The wild boars have won the world cup of humanity - by S. Calvani

The wild boars have won the world cup of humanity – by S. Calvani

Sandro Calvani | Senior Adviser and President of the Scientific Committee of Social Change School | 10 July 2018


Minus 3, minus 2, minus 1, HOPE IS REAL. Khaosod English, one of the best Thai news agencies in English, has put that title on hope its online countdown of the boys who came out of the cave of Tham Luang, after being buried there for 18 days, of which 10 days in the dark and without food. 12 kids between 11 and 16 years old, all members of the “Mu-Pa” football team, the “wild boars” of Mae Sai, a town on the border with Myanmar. Some of them belong to the ethnic minorities of the hill tribes and are not Thai citizens. With them also the 25-year-old vice-coach, a former Buddhist monk, who saved them by teaching them meditation, in order to save energy and heat.

The most famous countdowns in the world are those at the start of the spaceships missions, the most festive ones are made on the New Year night. The Tham Luang countdown has broken all the world records of fame and joyful celebration. It was also a countdown made together with many countries that sent their divers and their rescue experts into the cave. Hundreds of TV and newspaper journalists from all over the world have held Thailand and the whole of humanity in suspense, regardless of age, ethnicity, gender or social class. Hence, the online title that instead of FIRE !, at the end of the countdown, has put HOPE. Hope is the universal language that brought all those people inside or near the Tham Luang cave. Did so many different languages create confusion? “No problem!” One of the divers said: “We all understand the language that speaks of humanity, even dogs and many other animals understand it”. The common hope of rescuers and listeners has therefore set in motion a chain of humanity. The death of one of the rescuers, who remained without oxygen while carrying oxygen tanks for the boys, made that chain of solidarity even stronger and more determined. “Now that he’s dead, we must keep his promise to bring those kids home.”

It was a damn complex, difficult, very tiring operation. A rescuer of the American Navy Seals commented: “It would have been easier to help them if they had been on the moon”. One of the best cave experts in the world commented: “This was really Mission Impossible, and it was not a movie!”

It is always a story of humanity, humanitarian aid, total self-giving, what my students remember best at the end of a Masters course in humanitarian law, or conflict resolution. When I meet them a few months or a few years after the course, they tell me that of all the books studied, of all the case studies, of all the lessons and the exams passed, they only remember that: an experience of a true story of humanity.
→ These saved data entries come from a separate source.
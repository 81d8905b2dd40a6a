//! Positions and closed trades.

use std::fmt;

use chrono::NaiveDateTime;
use serde::{Deserialize, Serialize};

#[derive(Debug, Clone, Copy, PartialEq, Eq, Hash, Serialize, Deserialize)]
#[serde(rename_all = "snake_case")]
pub enum Direction {
    Long,
    Short,
}

impl Direction {
    /// +1 for long, -1 for short.
    pub fn sign(self) -> f64 {
        match self {
            Direction::Long => 1.0,
            Direction::Short => -1.0,
        }
    }

    pub fn opposite(self) -> Self {
        match self {
            Direction::Long => Direction::Short,
            Direction::Short => Direction::Long,
        }
    }
}

impl fmt::Display for Direction {
    fn fmt(&self, f: &mut fmt::Formatter<'_>) -> fmt::Result {
        match self {
            Direction::Long => write!(f, "long"),
            Direction::Short => write!(f, "short"),
        }
    }
}

#[derive(Debug, Clone, Copy, PartialEq, Eq, Serialize)]
#[serde(rename_all = "snake_case")]
pub enum PositionStatus {
    /// Sized at the signal bar, waiting for the next bar's open.
    Pending,
    Open,
    Closed,
}

#[derive(Debug, Clone, Copy, PartialEq, Eq, Serialize, Deserialize)]
#[serde(rename_all = "snake_case")]
pub enum ExitReason {
    StopLoss,
    TakeProfit,
    TrailingStop,
    Signal,
    BacktestEnd,
}

impl fmt::Display for ExitReason {
    fn fmt(&self, f: &mut fmt::Formatter<'_>) -> fmt::Result {
        let s = match self {
            ExitReason::StopLoss => "stop_loss",
            ExitReason::TakeProfit => "take_profit",
            ExitReason::TrailingStop => "trailing_stop",
            ExitReason::Signal => "signal",
            ExitReason::BacktestEnd => "backtest_end",
        };
        f.write_str(s)
    }
}

/// A simulated position. While `Pending`, `entry_price` holds the signal-bar
/// reference price and the stop/target levels are relative to it; filling
/// re-anchors them on the actual fill price.
#[derive(Debug, Clone, PartialEq, Serialize)]
pub struct Position {
    pub id: u64,
    pub symbol: String,
    pub direction: Direction,
    pub entry_price: f64,
    pub entry_time: NaiveDateTime,
    pub entry_index: usize,
    /// Lots.
    pub size: f64,
    pub stop_price: Option<f64>,
    pub take_profit_price: Option<f64>,
    /// Trailing distance as a price difference.
    pub trailing_distance: Option<f64>,
    /// Set once the trailing ratchet has moved the stop.
    pub trailing_engaged: bool,
    pub status: PositionStatus,
    /// Commission charged so far.
    pub commission: f64,
    /// Monetary slippage on the entry leg.
    pub slippage: f64,
    pub mae: f64,
    pub mfe: f64,
    /// Money lost if the initial stop is hit, when a stop exists.
    pub initial_risk: Option<f64>,
}

impl Position {
    pub fn is_long(&self) -> bool {
        self.direction == Direction::Long
    }

    pub fn is_open(&self) -> bool {
        self.status == PositionStatus::Open
    }

    /// Mark-to-market PnL at `price`, before costs.
    pub fn unrealized_pnl(&self, price: f64, contract_size: f64) -> f64 {
        (price - self.entry_price) * self.direction.sign() * self.size * contract_size
    }

    /// Track the worst and best excursion over a price range seen while open.
    pub fn record_excursion(&mut self, low: f64, high: f64, contract_size: f64) {
        let (worst, best) = match self.direction {
            Direction::Long => (low, high),
            Direction::Short => (high, low),
        };
        let adverse = (-self.unrealized_pnl(worst, contract_size)).max(0.0);
        let favorable = self.unrealized_pnl(best, contract_size).max(0.0);
        self.mae = self.mae.max(adverse);
        self.mfe = self.mfe.max(favorable);
    }
}

/// An immutable record of a closed position.
#[derive(Debug, Clone, PartialEq, Serialize)]
pub struct Trade {
    pub trade_number: usize,
    pub position_id: u64,
    pub symbol: String,
    pub direction: Direction,
    pub size: f64,
    pub entry_price: f64,
    pub entry_time: NaiveDateTime,
    pub entry_index: usize,
    pub exit_price: f64,
    pub exit_time: NaiveDateTime,
    pub exit_index: usize,
    pub exit_reason: ExitReason,
    pub stop_price: Option<f64>,
    pub take_profit_price: Option<f64>,
    pub gross_pnl: f64,
    /// Net of commission.
    pub pnl: f64,
    pub commission: f64,
    /// Monetary slippage over both legs; already reflected in the fill prices.
    pub slippage: f64,
    pub mae: f64,
    pub mfe: f64,
    pub duration_bars: usize,
    pub balance_before: f64,
    pub balance_after: f64,
    pub r_multiple: Option<f64>,
}

impl Trade {
    /// Return on the account balance the trade settled against.
    pub fn return_pct(&self) -> f64 {
        if self.balance_before > 0.0 {
            self.pnl / self.balance_before
        } else {
            0.0
        }
    }
}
Politicians and leaders in every sector change deeply if they live on their own flesh a life story of humanity. The common and global sense of humanity is threatened by different passports, different credit cards, different skin color, different political affiliation, different religious faith or different sexual preference, sometimes even by a different veil or a colored t-shirt, on the football field or in everyday life. But there is not a different humanity, there is only one humanity, common to all the 108 billion Homo sapiens who lived on Earth so far and the 20 billion who will live with us the next twenty years. It’s the only one we all have, let’s keep it tight. Thank you little boars for reminding us of our common humanity.



Sandro Calvani is Senior Advisor at the Mae Fah Luang Foundation under Royal Patronage, Bangkok, Thailand.